“Rogue IT,” or hidden technology spending outside the IT organization, is a problem long known to large-enterprise CIOs. But by definition it’s been hard to quantify, so when an item came across my desk claiming that 93 percent of corporate users had deployed software not sanctioned by IT, I was hopeful for some real data.
Turns out the numbers came from a security software vendor’s self-serving survey, which gained a sheen of credibility by appearing on a trade media Web site. The study did make a useful argument, however, that there are really two types of Rogue IT: the traditional type, where departments deploy their own apps or set up shadow IT groups, and the new type, where end-users download a grab bag of apps from the Web and have at it.
Gartner estimates that “hidden” IT spending accounts for an additional 30 percent on top of most corporate IT budgets, and in some cases up to 50 percent. What to do? Well, there’s an urban legend from the ’80s about a satellite TV company that knew its signal was being pirated but had no way of stopping it. It broadcast a free T-shirt offer, for which you had to call in and give your name and address. It was then a simple matter of mailing legal documents to callers not on their subscriber list.
CIOs could come up with ploys like this, but I have another idea: Don’t fight the tide. The world is changing and business people are going to do more IT on their own simply because they can. They’ve got money and talent, and can drive to Best Buy like the rest of us. Instead of cracking down hard on these bad boys, co-opt them; find a way to get them on the grid, so you can exert some influence over their approach.
In its report entitled “How to Eliminate Five Causes of Poor IT Financial Visibility,” Gartner advocates centralization of IT procurement as one way to rein in rogue spending. It also acknowledges that hidden grassroots IT efforts often stem from dissatisfaction with IT, or because IT lacks the resources to move quickly enough on an important business project. One Gartner suggestion: “establish a mechanism that enables business units to provide emergency funding to IT, so that IT may assemble the skills it needs to meet the business-unit backlog.”

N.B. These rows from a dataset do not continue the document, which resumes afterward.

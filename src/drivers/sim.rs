//! Simulated valve outputs.
//!
//! Used on hosts without a board backend and by the test suites.  Keeps
//! the current level of every pin plus the full write history, and can
//! be told to fail writes on chosen pins to exercise fault handling.

use std::collections::{BTreeMap, BTreeSet};

use log::debug;

use crate::app::ports::PinDriver;
use crate::error::DriverError;
use crate::pins::{Level, PinId};

#[derive(Debug, Default)]
pub struct SimulatedPins {
    levels: BTreeMap<PinId, Level>,
    history: Vec<(PinId, Level)>,
    failing: BTreeSet<PinId>,
}

impl SimulatedPins {
    pub fn new() -> Self {
        Self::default()
    }

    /// Make every following write to `pin` fail until [`heal`](Self::heal).
    pub fn fail_pin(&mut self, pin: PinId) {
        self.failing.insert(pin);
    }

    pub fn heal(&mut self, pin: PinId) {
        self.failing.remove(&pin);
    }

    /// Last level successfully written, `None` if never written.
    pub fn level(&self, pin: PinId) -> Option<Level> {
        self.levels.get(&pin).copied()
    }

    pub fn is_high(&self, pin: PinId) -> Option<bool> {
        self.level(pin).map(|l| l == Level::High)
    }

    /// Pins currently driven high.
    pub fn high_pins(&self) -> impl Iterator<Item = PinId> + '_ {
        self.levels
            .iter()
            .filter(|(_, l)| **l == Level::High)
            .map(|(p, _)| *p)
    }

    /// Successful writes, oldest first.
    pub fn writes(&self) -> &[(PinId, Level)] {
        &self.history
    }

    pub fn clear_history(&mut self) {
        self.history.clear();
    }
}

impl PinDriver for SimulatedPins {
    fn write_pin(&mut self, pin: PinId, level: Level) -> Result<(), DriverError> {
        if self.failing.contains(&pin) {
            return Err(DriverError::WriteFailed(format!("simulated fault on {pin}")));
        }
        debug!("SIM: {} -> {:?}", pin, level);
        self.levels.insert(pin, level);
        self.history.push((pin, level));
        Ok(())
    }
}
//! Mock adapters for integration tests.
//!
//! Records every event the controller emits so tests can assert on the
//! full history, and builds the two-line garden used by most scenarios.

use chrono::{NaiveDate, NaiveDateTime};
use sprinkler::app::events::AppEvent;
use sprinkler::app::ports::{ConfigPort, EventSink};
use sprinkler::app::service::Controller;
use sprinkler::config::SystemConfig;
use sprinkler::drivers::sim::SimulatedPins;
use sprinkler::error::ConfigError;
use sprinkler::pins::PinId;

pub const PIN_A: PinId = PinId::new(17);
pub const PIN_B: PinId = PinId::new(21);

// ── Recording sink ────────────────────────────────────────────

#[derive(Debug, Default)]
pub struct RecordingSink {
    pub events: Vec<AppEvent>,
}

#[allow(dead_code)]
impl RecordingSink {
    pub fn new() -> Self {
        Self::default()
    }

    pub fn take(&mut self) -> Vec<AppEvent> {
        std::mem::take(&mut self.events)
    }

    pub fn contains(&self, event: &AppEvent) -> bool {
        self.events.contains(event)
    }

    pub fn faults(&self) -> usize {
        self.events
            .iter()
            .filter(|e| matches!(e, AppEvent::HardwareFault { .. }))
            .count()
    }
}

impl EventSink for RecordingSink {
    fn emit(&mut self, event: &AppEvent) {
        self.events.push(event.clone());
    }
}

// ── In-memory config source ───────────────────────────────────

pub struct MockConfig(pub SystemConfig);

impl ConfigPort for MockConfig {
    fn load(&self) -> Result<SystemConfig, ConfigError> {
        Ok(self.0.clone())
    }
}

// ── Fixtures ──────────────────────────────────────────────────

pub fn at(day: u32, h: u32, m: u32) -> NaiveDateTime {
    NaiveDate::from_ymd_opt(2024, 6, day)
        .unwrap()
        .and_hms_opt(h, m, 0)
        .unwrap()
}

/// Lines A (GPIO17) and B (GPIO21); 23:00 start, 20m runs, 2m gap.
pub fn garden_config() -> SystemConfig {
    SystemConfig::from_json(
        r#"{
            "lines": [["A", "GPIO17"], ["B", "GPIO21"]],
            "start": "11:00PM",
            "duration": "20m",
            "gap": "2m"
        }"#,
    )
    .unwrap()
}

/// The garden, built at noon on day 1.
pub fn garden() -> (Controller<SimulatedPins>, RecordingSink) {
    let mut sink = RecordingSink::new();
    let config = MockConfig(garden_config()).load().unwrap();
    let controller =
        Controller::from_config(&config, SimulatedPins::new(), at(1, 12, 0), &mut sink).unwrap();
    (controller, sink)
}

Maybe. But I think the bigger issue is attitudinal. CIOs need to start looking at Rogue IT as part of the solution rather than part of the problem. Like Lyndon Johnson once said of J. Edgar Hoover: “I’d rather have him inside the tent pissing out than outside pissing in.”
Telecommuting, take two I got great e-mails on my recent telecommuting column, including one reader who said I forgot to mention the word “tele-hooky” (I’ll let that speak for itself). Others thought telecommuting had yet to reach it potential: Bill in California noted that we don’t hold office workers to the same standards we hold telecommuters -- they goof off too, and often end up mostly communicating with colleagues electronically anyway.
But Don in Arizona praised the office environment. “A quick face-to-face chat in the hallway is a remarkably productive way to exchange information,” he said. “The issues of telecommuting go beyond technological constraints or management suspicion of slacking off. They go to the heart of the human animal. We are social creatures by nature.”